Elon Musk-controlled satellite internet provider Starlink has told Brazil’s telecom regulator Anatel it will not comply with a court order to block social media platform X in the country until its local accounts are unfrozen.
Anatel confirmed the information to Reuters on Monday after its head Carlos Baigorri told Globo TV it had received a note from Starlink, which has more than 200,000 customers in Brazil, and passed it onto Brazil’s top court.
Supreme Court Justice Alexandre de Moraes last week ordered all telecom providers in the country to shut down X, which is also owned by billionaire Musk, for lacking a legal representative in Brazil.
The move also led to the freezing of Starlink’s bank accounts in Brazil. Starlink is a unit of Musk-led rocket company SpaceX. The billionaire responded to the account block by calling Moraes a “dictator.”
the problem is starlink is actually a good thing, providing decent internet access to places that can’t get it otherwise. I think the thing to target is the clear collusion going on between companies in ostensibly unrelated industries to pressure a government into reversing a penalty on one of them.
I think the thing to target is the clear collusion going on between companies in ostensibly unrelated industries to pressure a government into reversing a penalty on one of them.
Specifically because they are controlled by the same asshat. This is the same exact type of shit he does with stock manipulation and why he was eventually forced to buy Twitter. All his wealth has been generated by cheating and exploitation. I hope Brazil drops the hammer.
Putting up tens of thousands of extra objects into orbit that we now have to track and worry about collisions with other satellites is not a good thing.
Not to mention that their orbits degrades over time so they have to be continually replenished. That comes at a huge cost which is highly subsidized by US tax payers.
That comes at a huge cost which is highly subsidized by US tax payers.
Hang on. Which subsidy are you saying Starlink is getting that is highly subsidized by US taxpayers? Starlink got rejected for the $900m broadband subsidy.
Note for clarity: Musk is an asshat.
Also, each satelite that burns up upon re-entry isn’t just gone - it still introduces vaporized materials into the upper atmosphere.
Iirc they are harming the ozone layer.
Starlink is a ridiculous centralized solution to what should be solved by upgrading fiber networks.
It’s a bandaid with limited usefulness after maybe a decade. Basically an exercise in generating space junk.
In a lot of cases I would agree with you, but laying fiber optic cable through the Amazon in order to connect remote settlements is not feasible, starlink really does have a good use case there.
And ocean communication.
It’s amazingly clear none of these people have ever tried to use any of the existing Geostationary satellite data networks.
They are slow as shit. Not just by modern standards, by any standards. HughesNet is one of the remaining satellite Internet providers.

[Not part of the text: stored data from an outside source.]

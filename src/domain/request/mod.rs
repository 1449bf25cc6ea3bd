//! Request domain: hash-verified requests and approval signatures.
//!
//! A request's metadata carries `payloadAsString` and its SHA-256. Approving
//! means signing the sorted list of those hashes, so the hash is recomputed
//! before anything is signed.

#[cfg(feature = "http")]
pub mod client;
pub mod wire;

use serde::{Deserialize, Serialize};

use crate::crypto::keys::PrivateKeyMaterial;
use crate::crypto::{ct_eq_str, sha256_hex};
use crate::error::{IntegrityError, SdkError, WhitelistError};
use crate::integrity::threshold::sign_hashes;
use wire::{ApproveRequestsBody, RequestDto};

/// A request whose metadata hash matched its payload.
#[derive(Debug, Clone, PartialEq, Eq, Serialize, Deserialize)]
pub struct VerifiedRequest {
    pub id: String,
    pub status: Option<String>,
    pub request_type: Option<String>,
    pub hash: String,
    pub payload_as_string: String,
}

/// `sha256(payload)` must equal `provided`. The mismatch error carries both
/// values; neither is secret.
pub fn verify_request_hash(payload: &str, provided: &str) -> Result<(), IntegrityError> {
    let computed = sha256_hex(payload.as_bytes());
    if ct_eq_str(&computed, provided) {
        Ok(())
    } else {
        Err(IntegrityError::RequestHashMismatch {
            computed,
            provided: provided.to_string(),
        })
    }
}

impl VerifiedRequest {
    pub fn verify(dto: &RequestDto) -> Result<Self, SdkError> {
        let metadata = dto.metadata.as_ref().ok_or(WhitelistError::MissingEnvelope)?;
        let hash = metadata
            .hash
            .as_deref()
            .filter(|h| !h.is_empty())
            .ok_or(WhitelistError::MissingHash)?;
        let payload = metadata
            .payload_as_string
            .as_deref()
            .ok_or(WhitelistError::MissingPayload)?;

        verify_request_hash(payload, hash).map_err(|e| {
            tracing::warn!(id = %dto.id, step = %e.step(), "request hash rejected");
            e
        })?;

        Ok(Self {
            id: dto.id.clone(),
            status: dto.status.clone(),
            request_type: dto.request_type.clone(),
            hash: hash.to_string(),
            payload_as_string: payload.to_string(),
        })
    }
}

/// Approval body for `requests`, signed with `key` over their sorted hashes.
pub fn approval_body(
    key: &PrivateKeyMaterial,
    requests: &[VerifiedRequest],
    comment: &str,
) -> Result<ApproveRequestsBody, SdkError> {
    if requests.is_empty() {
        return Err(SdkError::Validation("no requests to approve".to_string()));
    }
    let hashes: Vec<&str> = requests.iter().map(|r| r.hash.as_str()).collect();
    let signature = sign_hashes(key, &hashes)?;
    Ok(ApproveRequestsBody {
        ids: requests.iter().map(|r| r.id.clone()).collect(),
        signature,
        comment: comment.to_string(),
    })
}
impl ProtectHttp {
    pub fn new(base_url: &str, signer: RequestSigner) -> Result<Self, HttpError> {
        let base_url = Url::parse(base_url.trim_end_matches('/'))
            .map_err(|e| HttpError::InvalidUrl(e.to_string()))?;
        if base_url.host_str().is_none() {
            return Err(HttpError::InvalidUrl(format!("{base_url} has no host")));
        }

        let client = Client::builder()
            .timeout(Duration::from_secs(30))
            .pool_max_idle_per_host(10)
            .build()?;

        Ok(Self {
            base_url,
            client,
            signer: Arc::new(RwLock::new(signer)),
        })
    }

    pub fn base_url(&self) -> &str {
        self.base_url.as_str().trim_end_matches('/')
    }

    /// Wipe the API secret; later requests fail before anything is sent.
    pub(crate) async fn close(&self) {
        self.signer.write().await.close();
    }

    pub(crate) async fn is_closed(&self) -> bool {
        self.signer.read().await.is_closed()
    }

    // ── Governance ───────────────────────────────────────────────────────

    pub async fn get_governance_rules(&self) -> Result<GovernanceRulesResponse, HttpError> {
        self.get("/api/rest/v1/governance_rules", None, RetryPolicy::Idempotent)
            .await
    }

    // ── Whitelisted addresses ────────────────────────────────────────────

    pub async fn get_whitelisted_address(
        &self,
        id: &str,
    ) -> Result<WhitelistedAddressResponse, HttpError> {
        let path = format!("/api/rest/v1/whitelisted_addresses/{}", urlencoding::encode(id));
        self.get(&path, None, RetryPolicy::Idempotent).await
    }

    pub async fn list_whitelisted_addresses(
        &self,
        query: &ListQuery,
    ) -> Result<WhitelistedAddressesResponse, HttpError> {
        self.get(
            "/api/rest/v1/whitelisted_addresses",
            query.to_query(),
            RetryPolicy::Idempotent,
        )
        .await
    }

    // ── Whitelisted assets ───────────────────────────────────────────────

    pub async fn get_whitelisted_asset(
        &self,
        id: &str,
    ) -> Result<WhitelistedAssetResponse, HttpError> {
        let path = format!("/api/rest/v1/whitelisted_contracts/{}", urlencoding::encode(id));
        self.get(&path, None, RetryPolicy::Idempotent).await
    }

    pub async fn list_whitelisted_assets(
        &self,
        query: &ListQuery,
    ) -> Result<WhitelistedAssetsResponse, HttpError> {
        self.get(
            "/api/rest/v1/whitelisted_contracts",
            query.to_query(),
            RetryPolicy::Idempotent,
        )
        .await
    }

    // ── Requests ─────────────────────────────────────────────────────────

    pub async fn get_request(&self, id: &str) -> Result<RequestResponse, HttpError> {
        let path = format!("/api/rest/v1/requests/{}", urlencoding::encode(id));
        self.get(&path, None, RetryPolicy::Idempotent).await
    }

    pub async fn approve_requests(
        &self,
        body: &ApproveRequestsBody,
    ) -> Result<ApproveRequestsResponse, HttpError> {
        self.post("/api/rest/v1/requests/approve", body, RetryPolicy::None)
            .await
    }

    // ── Internal HTTP methods ────────────────────────────────────────────

    async fn get<T: DeserializeOwned>(
        &self,
        path: &str,
        query: Option<String>,
        retry: RetryPolicy,
    ) -> Result<T, HttpError> {
        let url = self.url(path, query.as_deref());
        self.request_with_retry(reqwest::Method::GET, &url, None, retry)
            .await
    }

    async fn post<T: DeserializeOwned, B: Serialize>(
        &self,
        path: &str,
        body: &B,
        retry: RetryPolicy,
    ) -> Result<T, HttpError> {
        let url = self.url(path, None);
        let body = serde_json::to_string(body)
            .map_err(|e| HttpError::BadRequest(format!("unserializable body: {e}")))?;
        self.request_with_retry(reqwest::Method::POST, &url, Some(body), retry)
            .await
    }

    fn url(&self, path: &str, query: Option<&str>) -> Url {
        let mut url = self.base_url.clone();
        let prefix = url.path().trim_end_matches('/').to_string();
        url.set_path(&format!("{prefix}{path}"));
        url.set_query(query);
        url
    }

    async fn request_with_retry<T: DeserializeOwned>(
        &self,
        method: reqwest::Method,
        url: &Url,
        body: Option<String>,
        retry: RetryPolicy,
    ) -> Result<T, HttpError> {
        let config = match &retry {
            RetryPolicy::None => {
                return self.do_request(&method, url, body.as_deref()).await;
            }
            RetryPolicy::Idempotent => RetryConfig::idempotent(),
            RetryPolicy::Custom(c) => c.clone(),
        };

        let mut last_error = None;

        for attempt in 0..=config.max_retries {
            match self.do_request::<T>(&method, url, body.as_deref()).await {
                Ok(resp) => return Ok(resp),
                Err(e) => {
                    let should_retry = match &e {
                        HttpError::ServerError { status, .. } => {
                            config.retryable_statuses.contains(status)
                        }
                        HttpError::RateLimited { .. } | HttpError::Timeout => true,
                        HttpError::Reqwest(re) => re.is_connect() || re.is_request(),
                        _ => false,
                    };

                    if should_retry && attempt < config.max_retries {
                        let retry_after = match &e {
                            HttpError::RateLimited {
                                retry_after_ms: Some(ms),
                            } => Some(Duration::from_millis(*ms)),
                            _ => None,
                        };
                        // The server's wait is honoured only up to `max_delay`.
                        let delay = match retry_after {
                            Some(wait) if wait > config.max_delay => {
                                tracing::debug!(
                                    retry_after_ms = wait.as_millis() as u64,
                                    max_delay_ms = config.max_delay.as_millis() as u64,
                                    path = url.path(),
                                    "retry-after exceeds max delay, not retrying"
                                );
                                return Err(e);
                            }
                            Some(wait) => wait,
                            None => config.delay_for_attempt(attempt),
                        };
                        tracing::debug!(
                            attempt = attempt + 1,
                            max = config.max_retries,
                            delay_ms = delay.as_millis() as u64,
                            path = url.path(),
                            "retrying request"
                        );
                        futures_timer::Delay::new(delay).await;
                        last_error = Some(e);
                    } else {
                        return Err(e);
                    }
                }
            }
        }

        Err(HttpError::MaxRetriesExceeded {
            attempts: config.max_retries + 1,
            last_error: last_error
                .map(|e| e.to_string())
                .unwrap_or_else(|| "unknown".to_string()),
        })
    }

    async fn do_request<T: DeserializeOwned>(
        &self,
        method: &reqwest::Method,
        url: &Url,
        body: Option<&str>,
    ) -> Result<T, HttpError> {
        let host = host_header(url);
        let content_type = body.map(|_| JSON_CONTENT_TYPE);

        // Signed per attempt so every retry gets a fresh nonce.
        let authorization = self.signer.read().await.sign(&RequestParts {
            method: method.as_str(),
            host: &host,
            path: url.path(),
            query: url.query(),
            content_type,
            body,
        })?;

        let mut req = self
            .client
            .request(method.clone(), url.clone())
            .header(AUTHORIZATION, authorization);

        if let Some(b) = body {
            req = req
                .header(CONTENT_TYPE, JSON_CONTENT_TYPE)
                .body(b.to_string());
        }

        let resp = req.send().await.map_err(|e| {
            if e.is_timeout() {
                HttpError::Timeout
            } else {
                HttpError::Reqwest(e)
            }
        })?;
        let status = resp.status();

        if status.is_success() {
            let parsed = resp.json::<T>().await?;
            return Ok(parsed);
        }

        let status_code = status.as_u16();
        let retry_after_ms = resp
            .headers()
            .get(reqwest::header::RETRY_AFTER)
            .and_then(|v| v.to_str().ok())
            .and_then(|v| v.trim().parse::<u64>().ok())
            .map(|secs| secs.saturating_mul(1000));
        let body_text = resp.text().await.unwrap_or_default();

        match status_code {
            401 | 403 => Err(HttpError::Unauthorized),
            404 => Err(HttpError::NotFound(body_text)),
            429 => Err(HttpError::RateLimited { retry_after_ms }),
            400..=499 => Err(HttpError::BadRequest(body_text)),
            _ => Err(HttpError::ServerError {
                status: status_code,
                body: body_text,
            }),
        }
    }
}
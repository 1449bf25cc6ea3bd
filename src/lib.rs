//! # Custody SDK
//!
//! Client-side trust layer for a custody REST API. Outbound requests are
//! authenticated with TPV1 (HMAC-SHA256); inbound administrative data
//! (governance rules, whitelisted addresses and assets) is verified against
//! the configured SuperAdmin keys before it is handed to the caller.
//!
//! ## Architecture
//!
//! The SDK is organized in layers:
//!
//! 1. **Core**: Crypto primitives, threshold signatures, legacy hashes,
//!    governance rules, whitelist verification, domain models (no transport)
//! 2. **Auth**: TPV1 request signing
//! 3. **HTTP API**: `ProtectHttp`, signed requests with per-endpoint retry policies
//! 4. **High-Level Client**: `ProtectClient` with nested sub-clients and the rules cache
//!
//! ## Quick Start
//!
//! ```rust,ignore
//! use custody_sdk::prelude::*;
//!
//! let trust = TrustConfig::from_pem_keys(&super_admin_pems, 2)?;
//! let client = ProtectClient::builder()
//!     .base_url("https://api.protect.example.com")
//!     .credentials(&api_key, &api_secret_hex)
//!     .trust(trust)
//!     .build()?;
//!
//! let address = client.addresses().get("1234").await?;
//! client.close().await;
//! ```

// ── Layer 1: Core ────────────────────────────────────────────────────────────

/// SHA-256, HMAC, constant-time comparison, P-256 keys and ECDSA.
pub mod crypto;

/// Threshold signatures, legacy hashes, signed envelopes, whitelist verification.
pub mod integrity;

/// Governance rules: SuperAdmin verification, decoded container, TTL cache.
pub mod governance;

/// Domain modules (vertical slices): verified types, wire types, conversions.
pub mod domain;

/// Trust configuration.
pub mod config;

/// Unified SDK error types.
pub mod error;

/// Network URL constants.
pub mod network;

// ── Layer 2: Auth ────────────────────────────────────────────────────────────

/// TPV1 request signing.
pub mod auth;

// ── Layer 3: HTTP API ────────────────────────────────────────────────────────

/// HTTP client with TPV1 signing and retry policies.
#[cfg(feature = "http")]
pub mod http;

// ── Layer 4: High-Level Client ───────────────────────────────────────────────

/// `ProtectClient`: the primary entry point.
#[cfg(feature = "http")]
pub mod client;

// ── Prelude ──────────────────────────────────────────────────────────────────

pub mod prelude {
    // Crypto
    pub use crate::crypto::{PrivateKeyMaterial, PublicKeyMaterial};

    // Integrity
    pub use crate::integrity::{
        SignatureRecord, SignedEnvelope, Trail, WhitelistIntegrityVerifier,
    };

    // Governance
    pub use crate::governance::{
        DecodedRulesContainer, GovernanceRules, RulesContainerCache, RulesContainerDecoder,
        VerifiedRulesContainer, DEFAULT_RULES_CACHE_TTL,
    };

    // Domain types
    pub use crate::domain::address::{LinkedAddress, WhitelistedAddress};
    pub use crate::domain::asset::WhitelistedAsset;
    pub use crate::domain::request::VerifiedRequest;

    // Config
    pub use crate::config::{TrustConfig, DEFAULT_MIN_VALID_SIGNATURES};

    // Errors
    pub use crate::error::{
        ConfigError, IntegrityError, SdkError, VerificationStep, WhitelistError,
    };

    // Network
    pub use crate::network::DEFAULT_API_URL;

    // Auth
    pub use crate::auth::{RequestParts, RequestSigner};

    // HTTP client + sub-clients
    #[cfg(feature = "http")]
    pub use crate::client::{
        AddressesClient, AssetsClient, GovernanceClient, ProtectClient, ProtectClientBuilder,
        RequestsClient,
    };
    #[cfg(feature = "http")]
    pub use crate::http::{ListQuery, RetryConfig, RetryPolicy};
}
//! TTL cache for the verified rules container, with single-flight refresh.
//!
//! - Validity is measured with [`Instant`], so wall-clock adjustments cannot
//!   extend or shorten an entry's life.
//! - Concurrent misses share one upstream fetch: the first miss spawns the fetch
//!   task and every later caller awaits the same shared result (value or error).
//! - The fetch runs on its own task. A caller that stops waiting does not cancel
//!   it; the entry is still installed for later callers.
//! - A failed fetch leaves the previous state untouched; the next `get()` retries.
//!
//! Requires a Tokio runtime.

use std::sync::Arc;
use std::time::{Duration, Instant};

use async_lock::Mutex;
use futures_util::future::{BoxFuture, FutureExt, Shared};

use crate::error::{ConfigError, IntegrityError, SdkError};
use crate::governance::VerifiedRulesContainer;

/// Default time-to-live for a verified container (300 000 ms).
pub const DEFAULT_RULES_CACHE_TTL: Duration = Duration::from_millis(300_000);

/// Future returned by the fetch function. It must resolve to an already
/// SuperAdmin-verified container; `None` is treated as a missing container.
pub type RulesFetchFuture = BoxFuture<'static, Result<Option<VerifiedRulesContainer>, SdkError>>;

type RefreshOutput = Result<Arc<VerifiedRulesContainer>, Arc<SdkError>>;
type SharedRefresh = Shared<BoxFuture<'static, RefreshOutput>>;

struct CacheEntry {
    value: Arc<VerifiedRulesContainer>,
    fetched_at: Instant,
}

impl CacheEntry {
    fn is_valid(&self, ttl: Duration) -> bool {
        self.fetched_at.elapsed() < ttl
    }
}

#[derive(Default)]
struct CacheState {
    entry: Option<CacheEntry>,
    in_flight: Option<SharedRefresh>,
    /// Bumped by `clear()` so a refresh started earlier cannot repopulate.
    generation: u64,
}

/// Cache holding the last successfully verified rules container.
pub struct RulesContainerCache {
    ttl: Duration,
    fetch: Arc<dyn Fn() -> RulesFetchFuture + Send + Sync>,
    state: Arc<Mutex<CacheState>>,
}

impl RulesContainerCache {
    pub fn new<F>(ttl: Duration, fetch: F) -> Result<Self, ConfigError>
    where
        F: Fn() -> RulesFetchFuture + Send + Sync + 'static,
    {
        if ttl.is_zero() {
            return Err(ConfigError::InvalidCacheTtl);
        }
        Ok(Self {
            ttl,
            fetch: Arc::new(fetch),
            state: Arc::new(Mutex::new(CacheState::default())),
        })
    }

    pub fn ttl(&self) -> Duration {
        self.ttl
    }

    /// Cached container if still valid, otherwise the result of a (shared) refresh.
    pub async fn get(&self) -> Result<Arc<VerifiedRulesContainer>, SdkError> {
        let refresh = {
            let mut state = self.state.lock().await;
            if let Some(entry) = &state.entry {
                if entry.is_valid(self.ttl) {
                    return Ok(entry.value.clone());
                }
            }
            tracing::debug!("rules container cache miss");
            self.join_or_start(&mut state)
        };
        refresh.await.map_err(SdkError::RulesRefresh)
    }

    /// Fetch regardless of validity. Joins a refresh that is already running.
    pub async fn refresh(&self) -> Result<Arc<VerifiedRulesContainer>, SdkError> {
        let refresh = {
            let mut state = self.state.lock().await;
            self.join_or_start(&mut state)
        };
        refresh.await.map_err(SdkError::RulesRefresh)
    }

    /// Drop the cached container; the next `get()` fetches.
    pub async fn clear(&self) {
        let mut state = self.state.lock().await;
        state.entry = None;
        state.in_flight = None;
        state.generation += 1;
    }

    /// Whether a cached container exists and is within its TTL.
    pub async fn is_valid(&self) -> bool {
        self.state
            .lock()
            .await
            .entry
            .as_ref()
            .map(|e| e.is_valid(self.ttl))
            .unwrap_or(false)
    }

    fn join_or_start(&self, state: &mut CacheState) -> SharedRefresh {
        if let Some(in_flight) = &state.in_flight {
            return in_flight.clone();
        }

        let generation = state.generation;
        let fetch = (self.fetch)();
        let shared_state = Arc::clone(&self.state);

        let task = tokio::spawn(async move {
            let result: RefreshOutput = match fetch.await {
                Ok(Some(container)) => Ok(Arc::new(container)),
                Ok(None) => Err(Arc::new(IntegrityError::RulesContainerMissing.into())),
                Err(e) => Err(Arc::new(e)),
            };

            let mut state = shared_state.lock().await;
            if state.generation == generation {
                state.in_flight = None;
                match &result {
                    Ok(value) => {
                        tracing::info!(
                            valid_signatures = value.valid_signatures(),
                            "verified rules container cached"
                        );
                        state.entry = Some(CacheEntry {
                            value: Arc::clone(value),
                            fetched_at: Instant::now(),
                        });
                    }
                    Err(e) => tracing::warn!(error = %e, "rules container refresh failed"),
                }
            }
            result
        });

        let shared = async move {
            match task.await {
                Ok(result) => result,
                Err(e) => Err(Arc::new(SdkError::Other(format!(
                    "rules refresh task failed: {e}"
                )))),
            }
        }
        .boxed()
        .shared();

        state.in_flight = Some(shared.clone());
        shared
    }
}

impl std::fmt::Debug for RulesContainerCache {
    fn fmt(&self, f: &mut std::fmt::Formatter<'_>) -> std::fmt::Result {
        f.debug_struct("RulesContainerCache")
            .field("ttl", &self.ttl)
            .finish_non_exhaustive()
    }
}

$50/mo gives you 50Mbps speeds, 100GB of “Priority Data”, whatever the fuck that is (probably your 50Mbps data, then it slows). And that price is only for a year, then it is $75/mo. They also love to tout a 30ms latency somehow, but that’s just a damned lie. Latency for a Geostationary satellite is around 500ms, or roughly the speed of light because that’s physics. So I have no idea where they think they’re getting 30ms, unless that’s only the additional latency they’re claiming AFTER it bounces off the satellite and reaches the ground to be routed to the internet on their end.
clear collusion
It’s less so “collusion” than it is “a billionaire brat using their obscene wealth and plethora of businesses to strong arm their way out of any accountability”. We can’t consider starlink a “good thing” because it will always be part of that, and any group or government relying on it to any degree should take note.
what specifically is “bad” about it? I understand people are concerned about space junk, but it seems worth the benefit to me.
It’s wrecking astronomy already and we aren’t even at the peak of satellite constellations.